_Description of the task_: Please print the entries below exactly, from the line with "back to default" through the line with "pub fn save(&self)", including both of those lines and leaving out all others.

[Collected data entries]
....

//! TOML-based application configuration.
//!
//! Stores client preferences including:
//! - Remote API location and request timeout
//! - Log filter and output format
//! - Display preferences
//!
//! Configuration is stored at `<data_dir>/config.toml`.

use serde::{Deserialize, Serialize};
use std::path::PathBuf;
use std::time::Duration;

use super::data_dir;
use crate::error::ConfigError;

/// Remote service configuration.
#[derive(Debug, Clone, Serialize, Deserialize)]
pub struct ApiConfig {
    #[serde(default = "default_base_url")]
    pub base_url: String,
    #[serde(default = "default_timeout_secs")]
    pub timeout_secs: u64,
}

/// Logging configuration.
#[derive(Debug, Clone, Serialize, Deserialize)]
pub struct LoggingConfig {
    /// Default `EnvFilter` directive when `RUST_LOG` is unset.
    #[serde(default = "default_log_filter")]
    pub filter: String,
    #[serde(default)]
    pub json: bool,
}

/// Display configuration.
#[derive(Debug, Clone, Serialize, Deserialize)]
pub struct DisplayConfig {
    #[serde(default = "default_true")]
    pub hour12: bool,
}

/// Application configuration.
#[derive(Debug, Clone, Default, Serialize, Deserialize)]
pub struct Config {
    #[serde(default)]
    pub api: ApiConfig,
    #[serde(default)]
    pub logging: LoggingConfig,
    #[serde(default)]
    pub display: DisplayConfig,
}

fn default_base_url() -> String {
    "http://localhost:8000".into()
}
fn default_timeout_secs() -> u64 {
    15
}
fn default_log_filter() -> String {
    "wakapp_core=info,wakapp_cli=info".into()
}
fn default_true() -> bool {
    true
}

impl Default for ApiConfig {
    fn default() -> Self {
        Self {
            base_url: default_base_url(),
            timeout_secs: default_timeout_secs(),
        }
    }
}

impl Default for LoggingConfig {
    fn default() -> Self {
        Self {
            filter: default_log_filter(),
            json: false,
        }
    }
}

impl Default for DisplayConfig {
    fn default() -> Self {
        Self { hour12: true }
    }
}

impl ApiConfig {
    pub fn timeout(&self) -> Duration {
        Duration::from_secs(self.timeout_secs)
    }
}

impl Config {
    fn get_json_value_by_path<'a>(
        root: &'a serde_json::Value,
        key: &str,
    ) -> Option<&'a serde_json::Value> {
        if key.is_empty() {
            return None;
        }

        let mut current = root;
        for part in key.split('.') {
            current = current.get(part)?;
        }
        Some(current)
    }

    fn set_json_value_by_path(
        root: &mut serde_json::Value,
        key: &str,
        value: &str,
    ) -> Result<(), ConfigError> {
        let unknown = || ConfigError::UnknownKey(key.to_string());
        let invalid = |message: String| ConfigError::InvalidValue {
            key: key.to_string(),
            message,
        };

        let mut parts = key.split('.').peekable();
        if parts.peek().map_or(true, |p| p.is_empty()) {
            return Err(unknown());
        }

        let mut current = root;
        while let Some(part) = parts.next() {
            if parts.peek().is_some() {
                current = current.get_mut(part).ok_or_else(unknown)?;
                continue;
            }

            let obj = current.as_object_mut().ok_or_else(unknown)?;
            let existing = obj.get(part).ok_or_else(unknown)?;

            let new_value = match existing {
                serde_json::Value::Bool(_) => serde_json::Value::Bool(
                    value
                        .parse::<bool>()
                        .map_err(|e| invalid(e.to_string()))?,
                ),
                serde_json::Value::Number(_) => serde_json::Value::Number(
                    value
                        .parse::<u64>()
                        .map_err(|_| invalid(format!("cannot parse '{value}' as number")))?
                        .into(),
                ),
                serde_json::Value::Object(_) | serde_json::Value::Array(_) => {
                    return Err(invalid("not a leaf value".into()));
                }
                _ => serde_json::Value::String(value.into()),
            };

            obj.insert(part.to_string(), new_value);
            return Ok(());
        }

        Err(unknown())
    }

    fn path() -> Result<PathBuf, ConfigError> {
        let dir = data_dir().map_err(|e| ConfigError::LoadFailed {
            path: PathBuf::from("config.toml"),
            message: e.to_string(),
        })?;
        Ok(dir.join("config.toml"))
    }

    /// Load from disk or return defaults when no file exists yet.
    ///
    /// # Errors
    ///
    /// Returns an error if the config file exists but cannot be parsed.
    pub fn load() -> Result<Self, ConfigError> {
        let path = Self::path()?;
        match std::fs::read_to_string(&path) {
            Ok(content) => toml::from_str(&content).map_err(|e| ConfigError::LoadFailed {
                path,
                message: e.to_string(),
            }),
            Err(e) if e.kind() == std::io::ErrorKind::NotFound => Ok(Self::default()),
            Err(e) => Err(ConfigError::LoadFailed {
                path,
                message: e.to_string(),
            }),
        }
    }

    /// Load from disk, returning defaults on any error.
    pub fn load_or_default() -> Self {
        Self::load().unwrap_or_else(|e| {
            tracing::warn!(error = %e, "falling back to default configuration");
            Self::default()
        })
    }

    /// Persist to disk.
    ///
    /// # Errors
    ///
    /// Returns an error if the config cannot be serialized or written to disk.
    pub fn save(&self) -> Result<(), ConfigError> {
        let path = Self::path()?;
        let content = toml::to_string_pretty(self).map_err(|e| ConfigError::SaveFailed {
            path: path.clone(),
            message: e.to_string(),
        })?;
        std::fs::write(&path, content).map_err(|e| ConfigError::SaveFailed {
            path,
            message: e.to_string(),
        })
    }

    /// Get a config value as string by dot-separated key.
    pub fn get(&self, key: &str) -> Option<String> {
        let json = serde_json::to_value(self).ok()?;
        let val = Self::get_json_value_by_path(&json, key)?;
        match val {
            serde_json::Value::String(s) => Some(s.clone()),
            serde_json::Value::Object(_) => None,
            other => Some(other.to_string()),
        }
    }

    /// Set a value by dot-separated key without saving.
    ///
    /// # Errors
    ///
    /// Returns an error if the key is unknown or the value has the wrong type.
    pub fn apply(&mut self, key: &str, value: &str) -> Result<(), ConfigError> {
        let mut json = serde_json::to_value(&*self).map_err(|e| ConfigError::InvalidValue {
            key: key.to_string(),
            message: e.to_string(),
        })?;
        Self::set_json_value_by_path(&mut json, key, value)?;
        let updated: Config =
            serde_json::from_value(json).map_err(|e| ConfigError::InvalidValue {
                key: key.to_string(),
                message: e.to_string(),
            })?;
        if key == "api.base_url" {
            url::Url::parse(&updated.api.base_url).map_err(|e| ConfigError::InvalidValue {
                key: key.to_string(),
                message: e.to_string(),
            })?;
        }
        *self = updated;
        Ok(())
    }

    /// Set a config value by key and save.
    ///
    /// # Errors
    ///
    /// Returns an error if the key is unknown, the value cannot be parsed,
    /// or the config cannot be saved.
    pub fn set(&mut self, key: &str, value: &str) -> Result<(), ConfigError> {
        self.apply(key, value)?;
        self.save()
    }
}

....

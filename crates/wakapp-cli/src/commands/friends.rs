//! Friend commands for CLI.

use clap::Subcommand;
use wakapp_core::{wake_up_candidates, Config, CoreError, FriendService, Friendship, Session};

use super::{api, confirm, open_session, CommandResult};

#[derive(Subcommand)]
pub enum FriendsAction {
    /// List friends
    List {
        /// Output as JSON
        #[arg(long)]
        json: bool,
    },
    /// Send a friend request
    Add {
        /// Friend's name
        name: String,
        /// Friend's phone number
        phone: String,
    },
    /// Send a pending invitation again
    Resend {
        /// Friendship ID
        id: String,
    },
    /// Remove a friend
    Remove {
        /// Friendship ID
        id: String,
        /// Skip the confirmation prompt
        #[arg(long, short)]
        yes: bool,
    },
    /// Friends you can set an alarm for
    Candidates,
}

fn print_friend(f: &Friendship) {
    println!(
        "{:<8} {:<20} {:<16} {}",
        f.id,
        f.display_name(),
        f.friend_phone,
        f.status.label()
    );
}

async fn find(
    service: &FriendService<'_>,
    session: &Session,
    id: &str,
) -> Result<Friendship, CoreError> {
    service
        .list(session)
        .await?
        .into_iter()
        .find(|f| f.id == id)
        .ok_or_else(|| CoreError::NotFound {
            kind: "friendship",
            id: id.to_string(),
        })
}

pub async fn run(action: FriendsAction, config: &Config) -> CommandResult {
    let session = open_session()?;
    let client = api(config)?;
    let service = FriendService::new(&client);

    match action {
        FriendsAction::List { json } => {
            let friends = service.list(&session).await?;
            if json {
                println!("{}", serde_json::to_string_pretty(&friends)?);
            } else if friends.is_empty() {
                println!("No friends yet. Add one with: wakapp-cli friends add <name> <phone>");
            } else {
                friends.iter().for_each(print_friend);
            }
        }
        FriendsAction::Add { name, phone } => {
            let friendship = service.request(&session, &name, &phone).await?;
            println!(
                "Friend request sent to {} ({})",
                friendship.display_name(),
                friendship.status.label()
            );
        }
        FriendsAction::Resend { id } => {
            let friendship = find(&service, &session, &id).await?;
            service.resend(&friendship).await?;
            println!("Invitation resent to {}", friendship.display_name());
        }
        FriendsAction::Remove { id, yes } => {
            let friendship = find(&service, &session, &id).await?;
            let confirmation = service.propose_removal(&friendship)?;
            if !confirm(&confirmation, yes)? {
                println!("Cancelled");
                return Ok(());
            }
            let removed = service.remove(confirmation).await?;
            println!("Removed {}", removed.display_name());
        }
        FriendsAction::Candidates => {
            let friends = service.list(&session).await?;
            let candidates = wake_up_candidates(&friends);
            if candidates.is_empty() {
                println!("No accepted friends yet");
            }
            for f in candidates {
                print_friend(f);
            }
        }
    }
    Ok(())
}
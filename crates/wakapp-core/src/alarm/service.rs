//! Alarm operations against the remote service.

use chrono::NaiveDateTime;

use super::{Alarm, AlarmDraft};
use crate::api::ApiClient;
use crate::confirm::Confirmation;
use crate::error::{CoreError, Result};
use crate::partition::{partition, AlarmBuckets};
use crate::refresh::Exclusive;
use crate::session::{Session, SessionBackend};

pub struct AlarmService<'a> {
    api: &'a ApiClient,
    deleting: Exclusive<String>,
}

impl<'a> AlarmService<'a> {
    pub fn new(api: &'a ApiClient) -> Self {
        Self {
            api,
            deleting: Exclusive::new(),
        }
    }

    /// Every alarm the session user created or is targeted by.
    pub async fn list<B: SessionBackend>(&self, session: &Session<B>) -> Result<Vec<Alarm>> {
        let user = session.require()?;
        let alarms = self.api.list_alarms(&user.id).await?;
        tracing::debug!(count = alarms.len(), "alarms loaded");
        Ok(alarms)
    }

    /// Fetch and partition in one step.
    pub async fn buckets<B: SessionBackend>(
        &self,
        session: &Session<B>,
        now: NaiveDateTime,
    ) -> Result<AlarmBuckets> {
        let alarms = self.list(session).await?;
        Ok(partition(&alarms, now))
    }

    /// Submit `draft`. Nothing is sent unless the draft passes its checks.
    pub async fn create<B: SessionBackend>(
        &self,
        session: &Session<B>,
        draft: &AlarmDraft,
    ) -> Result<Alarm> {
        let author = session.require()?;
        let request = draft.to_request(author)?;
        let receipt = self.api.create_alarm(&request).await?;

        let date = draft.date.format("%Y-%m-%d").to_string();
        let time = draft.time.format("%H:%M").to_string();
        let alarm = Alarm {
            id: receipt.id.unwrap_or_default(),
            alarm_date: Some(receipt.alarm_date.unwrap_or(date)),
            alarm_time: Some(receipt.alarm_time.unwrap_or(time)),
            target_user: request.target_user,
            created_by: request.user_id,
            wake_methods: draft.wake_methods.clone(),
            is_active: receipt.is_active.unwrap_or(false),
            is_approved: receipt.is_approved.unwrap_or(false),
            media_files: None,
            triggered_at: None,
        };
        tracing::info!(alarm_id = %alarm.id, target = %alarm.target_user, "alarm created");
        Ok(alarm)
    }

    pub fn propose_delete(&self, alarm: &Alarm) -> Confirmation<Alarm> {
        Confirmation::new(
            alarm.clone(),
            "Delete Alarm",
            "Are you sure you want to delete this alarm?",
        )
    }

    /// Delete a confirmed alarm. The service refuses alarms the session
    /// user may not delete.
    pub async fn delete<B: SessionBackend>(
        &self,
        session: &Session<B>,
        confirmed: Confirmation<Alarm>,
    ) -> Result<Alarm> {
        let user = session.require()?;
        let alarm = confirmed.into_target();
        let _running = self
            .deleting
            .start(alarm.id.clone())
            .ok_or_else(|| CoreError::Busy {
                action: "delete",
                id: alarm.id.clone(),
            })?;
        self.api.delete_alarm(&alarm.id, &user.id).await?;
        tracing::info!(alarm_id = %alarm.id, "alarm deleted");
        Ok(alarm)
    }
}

....

_Solution for this exercise_:
            tracing::warn!(error = %e, "falling back to default configuration");
            Self::default()
        })
    }

    /// Persist to disk.
    ///
    /// # Errors
    ///
    /// Returns an error if the config cannot be serialized or written to disk.
    pub fn save(&self) -> Result<(), ConfigError> {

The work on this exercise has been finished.